In at least one embodiment, electrode(s) 910 may be screen printed on a substrate. In at least one embodiment, a carbon ink may be printed on to a PET substrate. In at least one embodiment, carbon ink may be patterned by the print design to include conductive electrode bases, traces (e.g., traces 216) and interconnect pads (e.g., interconnect pads 214). In at least one embodiment, while a carbon ink may be employed, other suspensions comprising metallic nanoparticles and microparticles such as gold, platinum, silver, etc., may also be employed. In at least one embodiment, screen printed structures may range from several microns up to several hundred microns in thickness.
In at least one embodiment, other thin film techniques may be employed to deposit conductive structures. In at least one embodiment, vacuum sputtering or evaporation may be employed to deposit metal films. In at least one embodiment, deposited structures may range in thickness from several nanometers to 1 or 2 microns with low resistivities. In at least one embodiment, a reference electrode (e.g., reference electrode 210) may be made by printing an Ag/AgCl ink followed by a bake at 110° C. for 10 minutes.
In at least one embodiment, MIP layer 912 (e.g., an EC-MIP film) may be polymerized on electrode 910. In at least one embodiment, MIP film precursor 900 may be electropolymerized to form MIP layer 912. In at least one embodiment, electropolymerization of MIP film precursor 900 may be performed by cyclic voltammetry, where the electrode potential is swept multiple times between two terminal potentials. In at least one embodiment, potential may be swept ten times between 0V and +0.95V vs. Ag/AgCl in a solution containing pyrrole monomer. In at least one embodiment, MIP film precursor may comprise target analyte (e.g., cortisol) in low concentration (e.g., 10 mM) for cavity imprint, and electrocatalytic centers 906 (e.g., CuPcTS at 50 mM).
In at least one embodiment, a stratified catalytic film is synthesized, whereby molecules of the electrocatalyst are first attached to the electrode surface by physisorption or chemisorption. In at least one embodiment, the MIP layer may be grown over the catalytic layer, forming electrocatalytic film 150, for example. In at least one embodiment, an insulative layer comprising polymer matrix alone is grown over the MIP layer by methods described above, forming electrocatalytic films 120 or 160, for example.
In at least one embodiment, the MIP layer 912 may be formed by thermal polymerization or photopolymerization of MIP film precursor 900 directly on the surface of electrode 910. MIP layer 912 may be grown to thicknesses ranging between 5 nm to 1 micron. In at least one embodiment, film thickness may be limited to 200 nm or less for optimal mass transfer of target analyte and electrolyte penetration into the catalytic film.

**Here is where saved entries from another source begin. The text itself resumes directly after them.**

//! Dashboard aggregates derived from the progress ledger and quiz history.

use crate::model::{ProgressSnapshot, QuizAttempt, TopicId};

/// Learner-wide progress summary.
#[derive(Debug, Clone, Copy, PartialEq, Eq, Default)]
pub struct LearningOverview {
    pub topics_completed: usize,
    pub total_topics: usize,
    /// `round(100 * completed / total)`; 0 without topics.
    pub overall_completion_percent: u8,
    pub total_time_spent_minutes: u64,
    /// Rounded mean over all attempts; `None` before the first quiz.
    pub average_quiz_score: Option<u8>,
}

impl LearningOverview {
    #[must_use]
    pub fn compute(
        topic_ids: &[TopicId],
        progress: &ProgressSnapshot,
        attempts: &[QuizAttempt],
    ) -> Self {
        let topics_completed = topic_ids
            .iter()
            .filter(|id| progress.get(**id).is_some_and(|r| r.is_completed()))
            .count();
        let total_time_spent_minutes = progress
            .records()
            .map(|r| u64::from(r.time_spent_minutes()))
            .sum();

        Self {
            topics_completed,
            total_topics: topic_ids.len(),
            overall_completion_percent: rounded_ratio(topics_completed as u64, topic_ids.len() as u64),
            total_time_spent_minutes,
            average_quiz_score: average_score(attempts),
        }
    }
}

fn rounded_ratio(part: u64, total: u64) -> u8 {
    if total == 0 {
        return 0;
    }
    let percent = (200 * part.min(total) + total) / (2 * total);
    u8::try_from(percent).unwrap_or(100)
}

fn average_score(attempts: &[QuizAttempt]) -> Option<u8> {
    if attempts.is_empty() {
        return None;
    }
    let sum: u64 = attempts.iter().map(|a| u64::from(a.score())).sum();
    let n = attempts.len() as u64;
    u8::try_from((2 * sum + n) / (2 * n)).ok()
}

/// `1h 5m` for an hour or more, `45m` otherwise.
#[must_use]
pub fn format_minutes(minutes: u64) -> String {
    let (hours, mins) = (minutes / 60, minutes % 60);
    if hours > 0 {
        format!("{hours}h {mins}m")
    } else {
        format!("{mins}m")
    }
}

/// Mastery label for a subject completion percentage.
#[derive(Debug, Clone, Copy, PartialEq, Eq)]
pub enum MasteryLevel {
    NotStarted,
    Beginning,
    Developing,
    Proficient,
    Mastered,
}

impl MasteryLevel {
    #[must_use]
    pub fn from_percent(percent: u8) -> Self {
        match percent {
            90.. => Self::Mastered,
            70..=89 => Self::Proficient,
            50..=69 => Self::Developing,
            25..=49 => Self::Beginning,
            _ => Self::NotStarted,
        }
    }

    #[must_use]
    pub fn label(self) -> &'static str {
        match self {
            Self::NotStarted => "Not Started",
            Self::Beginning => "Beginning",
            Self::Developing => "Developing",
            Self::Proficient => "Proficient",
            Self::Mastered => "Mastered",
        }
    }
}

/// Quiz catalog tabs.
#[derive(Debug, Clone, Copy, PartialEq, Eq, Default)]
pub enum QuizFilter {
    #[default]
    All,
    /// Lesson work done, quiz still outstanding.
    Assigned,
    Practice,
    Completed,
}

impl QuizFilter {
    #[must_use]
    pub fn matches(self, progress_percent: u8, completed: bool) -> bool {
        match self {
            Self::All => true,
            Self::Assigned => !completed && progress_percent >= 50,
            Self::Practice => progress_percent < 50,
            Self::Completed => completed,
        }
    }
}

In at least one embodiment, a single homogeneous catalytic film is synthesized as MIP layer 912, whereby polymer precursor 904 (e.g., pyrrole monomer) is polymerized to a solid polymer (e.g., PPy by electropolymerization, photopolymerization or thermal polymerization). In at least one embodiment, target analyte molecules 908 and electrocatalytic centers 906 are immobilized within the polymer matrix 901 (e.g., PPy).
In at least one embodiment, shape-selective cavities 914 are formed around target analyte molecules 908 by exclusion of polymer in the spaces occupied by target analyte molecules 908. In at least one embodiment, shape-selective cavities 914 may intersect surface 916 of MIP layer 912. In at least one embodiment, shape-selective cavities 914 may be vacated by soaking MIP layer 912 in ethanol for 10 minutes while stirring, forming activated MIP layer 918. In at least one embodiment, activated MIP layer 918 comprises a plurality of empty shape-selective cavities 914 within polymer matrix 901.

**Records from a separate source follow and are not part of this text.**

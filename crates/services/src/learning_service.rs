use campus_core::ValidationError;
use campus_core::model::{GamificationState, LearnerId, ProgressChange, ProgressPercent, TopicId};

use crate::error::ServiceError;
use crate::gamification_service::{GamificationService, XpAward};
use crate::progress_service::ProgressService;

/// XP for finishing a lesson.
pub const LESSON_XP: i64 = 10;
/// XP for each correct practice answer.
pub const PRACTICE_ANSWER_XP: i64 = 5;
/// Practice accuracy (percent) needed for the higher progress mark.
pub const PRACTICE_PASS_ACCURACY: u32 = 70;

/// What one learning action changed.
#[derive(Debug)]
pub struct ActivityOutcome {
    pub progress: Option<ProgressChange>,
    pub streak: GamificationState,
    pub xp: Option<XpAward>,
}

/// Lessons and practice rounds. Every action runs in the same order:
/// progress, then activity, then XP (which evaluates badges).
#[derive(Clone)]
pub struct LearningService {
    progress: ProgressService,
    gamification: GamificationService,
}

impl LearningService {
    #[must_use]
    pub fn new(progress: ProgressService, gamification: GamificationService) -> Self {
        Self {
            progress,
            gamification,
        }
    }

    /// Lesson read to the end: progress 50, time added, +10 XP.
    ///
    /// # Errors
    ///
    /// Returns `ServiceError` if any step fails; earlier steps stay applied.
    pub async fn complete_lesson(
        &self,
        learner_id: LearnerId,
        topic_id: TopicId,
        minutes_spent: u32,
    ) -> Result<ActivityOutcome, ServiceError> {
        let progress = self
            .progress
            .record_progress(
                learner_id,
                topic_id,
                i32::from(ProgressPercent::LESSON_DONE.value()),
                minutes_spent,
            )
            .await?;
        let streak = self.gamification.touch_today(learner_id).await?;
        let xp = self.gamification.award_xp(learner_id, LESSON_XP).await?;
        Ok(ActivityOutcome {
            progress: Some(progress),
            streak,
            xp: Some(xp),
        })
    }

    /// One practice question answered. Correct answers earn XP; every answer
    /// counts as activity.
    ///
    /// # Errors
    ///
    /// Returns `ServiceError` if the streak or XP update fails.
    pub async fn practice_answer(
        &self,
        learner_id: LearnerId,
        correct: bool,
    ) -> Result<ActivityOutcome, ServiceError> {
        let streak = self.gamification.touch_today(learner_id).await?;
        let xp = if correct {
            Some(
                self.gamification
                    .award_xp(learner_id, PRACTICE_ANSWER_XP)
                    .await?,
            )
        } else {
            None
        };
        Ok(ActivityOutcome {
            progress: None,
            streak,
            xp,
        })
    }

    /// Practice round finished: accuracy of at least 70% marks the topic at
    /// 75, anything lower at 60.
    ///
    /// # Errors
    ///
    /// Returns `ServiceError::Validation` for an empty round or more correct
    /// answers than questions, or any storage failure.
    pub async fn complete_practice(
        &self,
        learner_id: LearnerId,
        topic_id: TopicId,
        correct: u32,
        total: u32,
    ) -> Result<ActivityOutcome, ServiceError> {
        let percent = practice_progress(correct, total)?;
        let progress = self
            .progress
            .record_progress(learner_id, topic_id, i32::from(percent.value()), 0)
            .await?;
        let streak = self.gamification.touch_today(learner_id).await?;
        Ok(ActivityOutcome {
            progress: Some(progress),
            streak,
            xp: None,
        })
    }
}

fn practice_progress(correct: u32, total: u32) -> Result<ProgressPercent, ValidationError> {
    if total == 0 {
        return Err(ValidationError::EmptyPractice);
    }
    if correct > total {
        return Err(ValidationError::CorrectExceedsTotal { correct, total });
    }
    let passed = u64::from(correct) * 100 >= u64::from(PRACTICE_PASS_ACCURACY) * u64::from(total);
    Ok(if passed {
        ProgressPercent::PRACTICE_PASSED
    } else {
        ProgressPercent::PRACTICE_NEEDS_WORK
    })
}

In at least one embodiment, target analyte molecules 908 may be bound to activated MIP layer 918 by soaking activated MIP layer 918 in electrolyte comprising target analyte molecules 908, as described above. In at least one embodiment, target analyte molecules 908 may infiltrate polymer matrix 901, finding their way to shape-selective cavities to which they may have a high binding affinity.
In at least one embodiment, bound target analyte molecules 908 may be unbound (e.g., desorbed) from MIP layer 912 by thermal heating of MIP layer 912, whereby MIP layer 912 is reverted to activated MIP layer 918. In at least one embodiment, an integrated microheater (e.g., microheater 218) on the back of the electrochemical biosensor (e.g., electrochemical biosensor 200) is employed. In at least one embodiment, the MIP layer 912 may be renewed by heating the catalytic film to cause dissociation of bound target analyte molecules 908 from shape selective cavities 914. In at least one embodiment, heating operation may cause swelling of the MIP layer 912 and shape-selective cavities 914, while thermodynamically reducing the binding affinity of the analyte.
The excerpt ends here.